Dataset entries
▼▼▼
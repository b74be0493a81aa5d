use crate::{
    config::Config,
    service::{
        AddDocument, BatchRequest, BatchResponse, Collection, DocumentSummary, ErrorKind,
        MatchService, Matches, Query, Removed, SearchRequest, ServiceError, SystemStats,
        UserResumes,
    },
};
use anyhow::Context;
use axum::{
    extract::{Path, State},
    http::StatusCode,
    response::IntoResponse,
    routing::{get, post},
    Json, Router,
};
use serde::Deserialize;
use serde_json::json;
use std::{collections::BTreeMap, sync::Arc};
use tokio::signal;

#[derive(Clone)]
struct SharedState {
    service: Arc<MatchService>,
}

fn router(service: Arc<MatchService>) -> Router {
    let shared_state = Arc::new(SharedState { service });

    Router::new()
        .route("/api/stats", get(stats))
        .route("/api/match/batch", post(batch))
        .route("/api/match/pair", post(pair))
        .route("/api/users", get(user_distribution))
        .route("/api/users/:user_id", get(user_resumes))
        .route("/api/:collection/add", post(add))
        .route("/api/:collection/remove", post(remove))
        .route("/api/:collection/search", post(search))
        .layer(
            tower_http::trace::TraceLayer::new_for_http()
                .make_span_with(
                    tower_http::trace::DefaultMakeSpan::new().level(tracing::Level::INFO),
                )
                .on_response(
                    tower_http::trace::DefaultOnResponse::new().level(tracing::Level::INFO),
                ),
        )
        .with_state(shared_state)
}

async fn shutdown_signal(service: Arc<MatchService>) {
    let ctrl_c = async {
        if let Err(err) = signal::ctrl_c().await {
            log::error!("failed to install Ctrl+C handler: {err}");
            std::future::pending::<()>().await;
        }
    };

    #[cfg(unix)]
    let terminate = async {
        match signal::unix::signal(signal::unix::SignalKind::terminate()) {
            Ok(mut sig) => {
                sig.recv().await;
            }
            Err(err) => {
                log::error!("failed to install signal handler: {err}");
                std::future::pending::<()>().await;
            }
        }
    };

    #[cfg(not(unix))]
    let terminate = std::future::pending::<()>();

    tokio::select! {
        _ = ctrl_c => {},
        _ = terminate => {},
    }

    log::warn!("shutting down, saving embedding stores");
    let result = tokio::task::spawn_blocking(move || service.save_all()).await;
    match result {
        Ok(Ok(())) => {}
        Ok(Err(err)) => log::error!("final save failed: {err}"),
        Err(err) => log::error!("final save panicked: {err}"),
    }
}

async fn start_app(service: Arc<MatchService>, listen: &str) -> anyhow::Result<()> {
    let app = router(service.clone());

    let listener = tokio::net::TcpListener::bind(listen)
        .await
        .with_context(|| format!("failed to bind {listen}"))?;
    log::info!("listening on {listen}");
    axum::serve(listener, app)
        .with_graceful_shutdown(shutdown_signal(service))
        .await?;

    Ok(())
}

pub fn start_daemon(service: MatchService, config: &Config) -> anyhow::Result<()> {
    let service = Arc::new(service);
    tokio::runtime::Builder::new_multi_thread()
        .enable_all()
        .build()?
        .block_on(start_app(service, &config.listen))
}

#[derive(Debug)]
struct HttpError(ServiceError);

impl IntoResponse for HttpError {
    fn into_response(self) -> axum::response::Response {
        let status = match self.0.kind() {
            ErrorKind::NotFound => StatusCode::NOT_FOUND,
            ErrorKind::Conflict => StatusCode::CONFLICT,
            ErrorKind::Invalid => StatusCode::BAD_REQUEST,
            ErrorKind::Internal => {
                log::error!("{self:?}");
                StatusCode::INTERNAL_SERVER_ERROR
            }
        };

        (status, Json(json!({"error": self.0.to_string()}))).into_response()
    }
}

/// Run a blocking service call without stalling the runtime.
fn blocking<T>(f: impl FnOnce() -> Result<T, ServiceError>) -> Result<Json<T>, HttpError> {
    tokio::task::block_in_place(f).map(Json).map_err(HttpError)
}

async fn add(
    State(state): State<Arc<SharedState>>,
    Path(collection): Path<Collection>,
    Json(payload): Json<AddDocument>,
) -> Result<Json<DocumentSummary>, HttpError> {
    log::debug!("add {}: {}", collection.as_str(), payload.id);
    let service = state.service.clone();
    blocking(move || service.add_document(collection, payload))
}

#[derive(Debug, Deserialize)]
struct RemoveRequest {
    id: String,
}

async fn remove(
    State(state): State<Arc<SharedState>>,
    Path(collection): Path<Collection>,
    Json(payload): Json<RemoveRequest>,
) -> Result<Json<Removed>, HttpError> {
    log::debug!("remove {}: {}", collection.as_str(), payload.id);
    let service = state.service.clone();
    // responds once the rebuild has finished
    blocking(move || service.remove_document(collection, &payload.id))
}

#[derive(Debug, Deserialize)]
struct SearchPayload {
    #[serde(flatten)]
    query: Query,
    #[serde(default)]
    k: Option<usize>,
    #[serde(default)]
    user_id: Option<String>,
}

async fn search(
    State(state): State<Arc<SharedState>>,
    Path(collection): Path<Collection>,
    Json(payload): Json<SearchPayload>,
) -> Result<Json<Matches>, HttpError> {
    log::debug!("payload: {payload:?}");
    let request = SearchRequest {
        from: collection,
        query: payload.query,
        k: payload.k,
        user_id: payload.user_id,
    };
    let service = state.service.clone();
    blocking(move || service.search(request))
}

async fn batch(
    State(state): State<Arc<SharedState>>,
    Json(payload): Json<BatchRequest>,
) -> Result<Json<BatchResponse>, HttpError> {
    log::debug!("payload: {payload:?}");
    let service = state.service.clone();
    blocking(move || service.batch_match(payload))
}

#[derive(Debug, Deserialize)]
struct PairRequest {
    job_id: String,
    resume_id: String,
}

async fn pair(
    State(state): State<Arc<SharedState>>,
    Json(payload): Json<PairRequest>,
) -> Result<impl IntoResponse, HttpError> {
    let service = state.service.clone();
    blocking(move || service.pair(&payload.job_id, &payload.resume_id))
}

async fn stats(State(state): State<Arc<SharedState>>) -> Result<Json<SystemStats>, HttpError> {
    let service = state.service.clone();
    blocking(move || service.stats())
}

async fn user_distribution(
    State(state): State<Arc<SharedState>>,
) -> Result<Json<BTreeMap<String, usize>>, HttpError> {
    let service = state.service.clone();
    blocking(move || Ok(service.resumes().user_distribution()?))
}

async fn user_resumes(
    State(state): State<Arc<SharedState>>,
    Path(user_id): Path<String>,
) -> Result<Json<UserResumes>, HttpError> {
    let service = state.service.clone();
    blocking(move || service.resumes_for_user(&user_id))
}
▲▲▲
Extract all lines of the records above that include "anyhow".

• _Solution to this task_
use anyhow::Context;
async fn start_app(service: Arc<MatchService>, listen: &str) -> anyhow::Result<()> {
pub fn start_daemon(service: MatchService, config: &Config) -> anyhow::Result<()> {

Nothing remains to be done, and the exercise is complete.